▶ Exercise:
Scan the listing below for the word "SourceTier" and copy every line that has it.

▶ Supplied data:

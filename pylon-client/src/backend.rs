//! Uniform backend invocation
//!
//! Forwards resolved parameters to a capability's upstream endpoint and
//! normalizes the response into one of three shapes: JSON passthrough,
//! base64 binary (images, PDFs), or plain text.

use crate::error::CallError;
use base64::engine::general_purpose::STANDARD as BASE64;
use base64::Engine as _;
use pylon_core::{Capability, HttpMethod, SourceTier};
use serde::Serialize;
use serde_json::{json, Map, Value};
use std::time::Duration;

/// Header carrying the gateway's bypass credential to its own backends.
pub const BYPASS_HEADER: &str = "x-test-key";

const DEFAULT_CONNECT_TIMEOUT: Duration = Duration::from_secs(10);

/// Normalized upstream response body.
#[derive(Debug, Clone, Serialize)]
#[serde(untagged)]
pub enum BackendBody {
    Json(Value),
    Binary {
        #[serde(rename = "contentType")]
        content_type: String,
        #[serde(rename = "dataBase64")]
        data_base64: String,
        #[serde(rename = "sizeBytes")]
        size_bytes: usize,
    },
    Text {
        text: String,
    },
}

impl BackendBody {
    /// The body as a JSON value for piping into later chain steps.
    pub fn as_value(&self) -> Value {
        match self {
            Self::Json(value) => value.clone(),
            Self::Binary {
                content_type,
                data_base64,
                size_bytes,
            } => json!({
                "contentType": content_type,
                "dataBase64": data_base64,
                "sizeBytes": size_bytes,
            }),
            Self::Text { text } => json!({ "text": text }),
        }
    }
}

/// A successful upstream response.
#[derive(Debug, Clone)]
pub struct BackendResponse {
    pub status: u16,
    pub content_type: String,
    pub body: BackendBody,
}

/// Calls leaf capability servers on behalf of the gateway.
#[derive(Debug, Clone)]
pub struct BackendCaller {
    http: reqwest::Client,
    /// Sent to native/partner backends so their payment gates let the
    /// already-paid call through. Never sent to discovered backends.
    bypass_key: Option<String>,
}

impl BackendCaller {
    pub fn new(bypass_key: Option<String>) -> Result<Self, CallError> {
        let http = reqwest::Client::builder()
            .connect_timeout(DEFAULT_CONNECT_TIMEOUT)
            .pool_max_idle_per_host(4)
            .tcp_keepalive(Duration::from_secs(30))
            .build()
            .map_err(|e| CallError::Build {
                message: format!("Failed to build HTTP client: {e}"),
            })?;
        Ok(Self { http, bypass_key })
    }

    /// Forward `params` to the capability's endpoint, bounded by `timeout`.
    pub async fn call(
        &self,
        capability: &Capability,
        params: &Map<String, Value>,
        timeout: Duration,
    ) -> Result<BackendResponse, CallError> {
        let mut request = match capability.method {
            HttpMethod::Get => {
                let pairs = query_pairs(params);
                self.http.get(&capability.endpoint).query(&pairs)
            }
            HttpMethod::Post => self.http.post(&capability.endpoint).json(params),
        };

        if capability.tier != SourceTier::Discovered {
            if let Some(key) = &self.bypass_key {
                request = request.header(BYPASS_HEADER, key);
            }
        }

        let response = request
            .timeout(timeout)
            .send()
            .await
            .map_err(|e| CallError::from_reqwest(e, timeout))?;

        let status = response.status().as_u16();
        let content_type = response
            .headers()
            .get(reqwest::header::CONTENT_TYPE)
            .and_then(|v| v.to_str().ok())
            .unwrap_or("application/octet-stream")
            .to_string();

        if status == 402 {
            return Err(CallError::UpstreamPaymentRequired);
        }
        if !(200..300).contains(&status) {
            let message = response.text().await.unwrap_or_default();
            let message = truncate(&message, 512);
            return Err(CallError::Status { status, message });
        }

        let body = if content_type.contains("application/json") {
            let bytes = response
                .bytes()
                .await
                .map_err(|e| CallError::from_reqwest(e, timeout))?;
            match serde_json::from_slice(&bytes) {
                Ok(value) => BackendBody::Json(value),
                Err(_) => BackendBody::Text {
                    text: String::from_utf8_lossy(&bytes).into_owned(),
                },
            }
        } else if content_type.starts_with("image/") || content_type.contains("application/pdf") {
            let bytes = response
                .bytes()
                .await
                .map_err(|e| CallError::from_reqwest(e, timeout))?;
            BackendBody::Binary {
                content_type: content_type.clone(),
                data_base64: BASE64.encode(&bytes),
                size_bytes: bytes.len(),
            }
        } else {
            let text = response
                .text()
                .await
                .map_err(|e| CallError::from_reqwest(e, timeout))?;
            BackendBody::Text { text }
        };

        Ok(BackendResponse {
            status,
            content_type,
            body,
        })
    }
}

/// Flatten params into query-string pairs. Nulls are skipped; nested values
/// are JSON-encoded.
fn query_pairs(params: &Map<String, Value>) -> Vec<(String, String)> {
    params
        .iter()
        .filter_map(|(key, value)| {
            let rendered = match value {
                Value::Null => return None,
                Value::String(s) => s.clone(),
                Value::Number(n) => n.to_string(),
                Value::Bool(b) => b.to_string(),
                other => other.to_string(),
            };
            Some((key.clone(), rendered))
        })
        .collect()
}

fn truncate(s: &str, max: usize) -> String {
    if s.len() <= max {
        s.to_string()
    } else {
        let mut end = max;
        while !s.is_char_boundary(end) {
            end -= 1;
        }
        s[..end].to_string()
    }
}
//! Marketplace (bazaar) search client
//!
//! Queries the external x402 marketplace for pay-per-call services. Results
//! are raw listings; admission filtering and normalization into capability
//! records stay in `pylon_core::discovery`.

use crate::error::CallError;
use pylon_core::BazaarListing;
use serde_json::Value;
use std::time::Duration;

const BAZAAR_TIMEOUT: Duration = Duration::from_secs(10);

/// Most listings requested per search.
const SEARCH_LIMIT: usize = 10;

/// Client for the external service marketplace.
#[derive(Debug, Clone)]
pub struct BazaarClient {
    http: reqwest::Client,
    base_url: String,
}

impl BazaarClient {
    pub fn new(base_url: String) -> Result<Self, CallError> {
        let http = reqwest::Client::builder()
            .timeout(BAZAAR_TIMEOUT)
            .build()
            .map_err(|e| CallError::Build {
                message: format!("Failed to build HTTP client: {e}"),
            })?;
        Ok(Self {
            http,
            base_url: base_url.trim_end_matches('/').to_string(),
        })
    }

    /// Search the marketplace for services matching `term`.
    pub async fn search(&self, term: &str) -> Result<Vec<BazaarListing>, CallError> {
        let response = self
            .http
            .get(format!("{}/discovery/resources", self.base_url))
            .query(&[("q", term), ("limit", &SEARCH_LIMIT.to_string())])
            .send()
            .await
            .map_err(|e| CallError::from_reqwest(e, BAZAAR_TIMEOUT))?;

        if !response.status().is_success() {
            return Err(CallError::Status {
                status: response.status().as_u16(),
                message: "marketplace search failed".to_string(),
            });
        }

        let payload: Value = response.json().await.map_err(|e| CallError::InvalidResponse {
            message: e.to_string(),
        })?;

        Ok(parse_listings(payload))
    }
}

/// The marketplace answers either a bare array or `{"items": [...]}`.
/// Listings that do not deserialize are dropped rather than failing the
/// whole search.
fn parse_listings(payload: Value) -> Vec<BazaarListing> {
    let items = match payload {
        Value::Array(items) => items,
        Value::Object(mut obj) => match obj.remove("items") {
            Some(Value::Array(items)) => items,
            _ => return Vec::new(),
        },
        _ => return Vec::new(),
    };

    items
        .into_iter()
        .filter_map(|item| serde_json::from_value(item).ok())
        .collect()
}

▶ Answer space:
use pylon_core::{Capability, HttpMethod, SourceTier};
        if capability.tier != SourceTier::Discovered {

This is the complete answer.